The album’s first single, “How Do You Like Me Now?!” spent five weeks at No. 1. DreamWorks allowed Keith to “dress out of his own closet” musically, and his greatest commercial successes at that time came during his years with the label. His five DreamWorks albums all went multi-Platinum, with 2002’s Unleashed and 2003’s Shock’n Y’all reaching 5x Platinum. Songs like “You Shouldn’t Kiss Me Like This,” “I Love This Bar,” and “American Soldier” spent multiple weeks atop the charts.
 
While “As Good As I Once Was” and a duet with Willie Nelson called “Beer for My Horses” each spent six weeks at No. 1.
 
Another song, “Courtesy of the Red, White and Blue (The Angry American),” was written about how his dad would have felt when terrorists tore down the buildings on September 11, 2001, and initially used by the Marine Corps as motivation for the U.S. military invading Afghanistan. When the song took on a life beyond the military, Keith, who viewed himself as patriotic but not particularly political, became a cultural lightning rod. Many people tried to portray him as a one-dimensional character, but anyone who knew Keith knew he wouldn’t be limited to that. Keith didn’t write so much about politics as he wrote about communities — the communities found in the military, in bars, in bands that traveled the highways together.

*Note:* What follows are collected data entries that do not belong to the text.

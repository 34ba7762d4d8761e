//! Per-view state for the officer dashboard.
//!
//! Each table on the dashboard owns one state object holding the last fetch
//! result; `render()` is pure over that state and never fetches. Lists are
//! replaced wholesale on every fetch, so the displayed pending set is always
//! server-authoritative after an action completes.

use crate::api::portal::{ApiError, PaymentRecord, PendingNumberPlate, PendingOwnershipTransfer};
use crate::utils::Table;

/// Rows shown in the payments table before "View More"
pub const PAYMENTS_PREVIEW_ROWS: usize = 8;

/// Last fetch outcome for one dashboard table
#[derive(Debug, Clone)]
pub enum ListState<T> {
    Loaded(Vec<T>),
    Failed,
}

impl<T> ListState<T> {
    pub fn apply(&mut self, result: Result<Vec<T>, ApiError>) {
        *self = match result {
            Ok(rows) => ListState::Loaded(rows),
            Err(_) => ListState::Failed,
        };
    }
}

/// Payments table with its show-more toggle
#[derive(Debug, Clone)]
pub struct PaymentsView {
    pub state: ListState<PaymentRecord>,
    pub showing_all: bool,
}

impl PaymentsView {
    pub fn new() -> Self {
        Self {
            state: ListState::Loaded(Vec::new()),
            showing_all: false,
        }
    }

    pub fn toggle(&mut self) {
        self.showing_all = !self.showing_all;
    }

    pub fn toggle_label(&self) -> &'static str {
        if self.showing_all {
            "View Less"
        } else {
            "View More"
        }
    }

    /// Render from the cached list; toggling re-renders without a fetch
    pub fn render(&self) -> String {
        let mut table = Table::new(vec!["Receipt ID", "Citizen Name", "Asset ID", "Amount"]);
        match &self.state {
            ListState::Failed => table.add_message_row("Error loading payments"),
            ListState::Loaded(rows) if rows.is_empty() => {
                table.add_message_row("No payments found.")
            }
            ListState::Loaded(rows) => {
                let visible = if self.showing_all {
                    rows.len()
                } else {
                    rows.len().min(PAYMENTS_PREVIEW_ROWS)
                };
                for payment in &rows[..visible] {
                    let amount = payment.amount.to_string();
                    table.add_row(vec![
                        &payment.receipt_id,
                        &payment.citizen_name,
                        &payment.asset_id,
                        &amount,
                    ]);
                }
            }
        }
        table.render()
    }
}

impl Default for PaymentsView {
    fn default() -> Self {
        Self::new()
    }
}

/// Pending number plate applications awaiting approval
#[derive(Debug, Clone)]
pub struct PendingPlatesView {
    pub state: ListState<PendingNumberPlate>,
}

impl PendingPlatesView {
    pub fn new() -> Self {
        Self {
            state: ListState::Loaded(Vec::new()),
        }
    }

    pub fn render(&self) -> String {
        let mut table = Table::new(vec!["Vehicle ID", "Owner CNIC", "Action"]);
        match &self.state {
            ListState::Failed => table.add_message_row("Error loading data."),
            ListState::Loaded(rows) if rows.is_empty() => {
                table.add_message_row("No pending number plates.")
            }
            ListState::Loaded(rows) => {
                for item in rows {
                    table.add_row(vec![&item.vehicle_id, &item.owner_cnic, "Approve"]);
                }
            }
        }
        table.render()
    }
}

impl Default for PendingPlatesView {
    fn default() -> Self {
        Self::new()
    }
}

/// Pending ownership transfers awaiting approval
#[derive(Debug, Clone)]
pub struct PendingTransfersView {
    pub state: ListState<PendingOwnershipTransfer>,
}

impl PendingTransfersView {
    pub fn new() -> Self {
        Self {
            state: ListState::Loaded(Vec::new()),
        }
    }

    pub fn render(&self) -> String {
        let mut table = Table::new(vec![
            "Vehicle ID",
            "Old Owner CNIC",
            "New Owner CNIC",
            "Action",
        ]);
        match &self.state {
            ListState::Failed => table.add_message_row("Error loading data."),
            ListState::Loaded(rows) if rows.is_empty() => {
                table.add_message_row("No pending ownership transfers.")
            }
            ListState::Loaded(rows) => {
                for item in rows {
                    table.add_row(vec![
                        &item.vehicle_id,
                        &item.old_owner_cnic,
                        &item.new_owner_cnic,
                        "Approve",
                    ]);
                }
            }
        }
        table.render()
    }
}

impl Default for PendingTransfersView {
    fn default() -> Self {
        Self::new()
    }
}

He performed on 11 U.S.O. tours, playing more than 200 shows for members of the U.S. Armed Forces.
 
In 2005, Keith launched his own label, Show Dog Records. He would pursue his musical vision there for the rest of his life, releasing hits like “Get Drunk and Be Somebody,” “American Ride,” “Red Solo Cup,” “Hope on the Rocks,” “Made In America,” “God Love Her,” and “Don’t Let the Old Man In,” which he wrote after being inspired by Clint Eastwood who later featured it in his 2018 film “The Mule.”
 
Keith nearly missed his induction into the Oklahoma Hall of Fame in 2007 when his son’s football team, which he coached, took their championship game into multiple overtimes. He went into the New York based all-genre Songwriters Hall of Fame in 2015 and the Nashville Songwriters Hall of Fame in 2021. Keith also received the National Medal of the Arts in 2020 and the BMI Icon Award in 2022, among several other industry awards and honors.
 
Keith was diagnosed with stomach cancer in 2021 and died on February 5, 2024, at age 62. In an on-air eulogy on his late-night talk show, longtime friend Stephen Colbert, confessed that he, too, had once underestimated Keith. “Toby was always surprising people,” he said. “Toby taught me not to prejudge a guest and to have my intention, but to keep my eyes open to the reality of who they are. For that lesson, and for a lot of other things, I’m always going to be grateful.”
 
What’s not a surprise, though, is Keith’s selection to the Country Music Hall of Fame. The man who once sang that he “dreamed about living in your radio” has found a permanent home in the Hall of Fame Rotunda.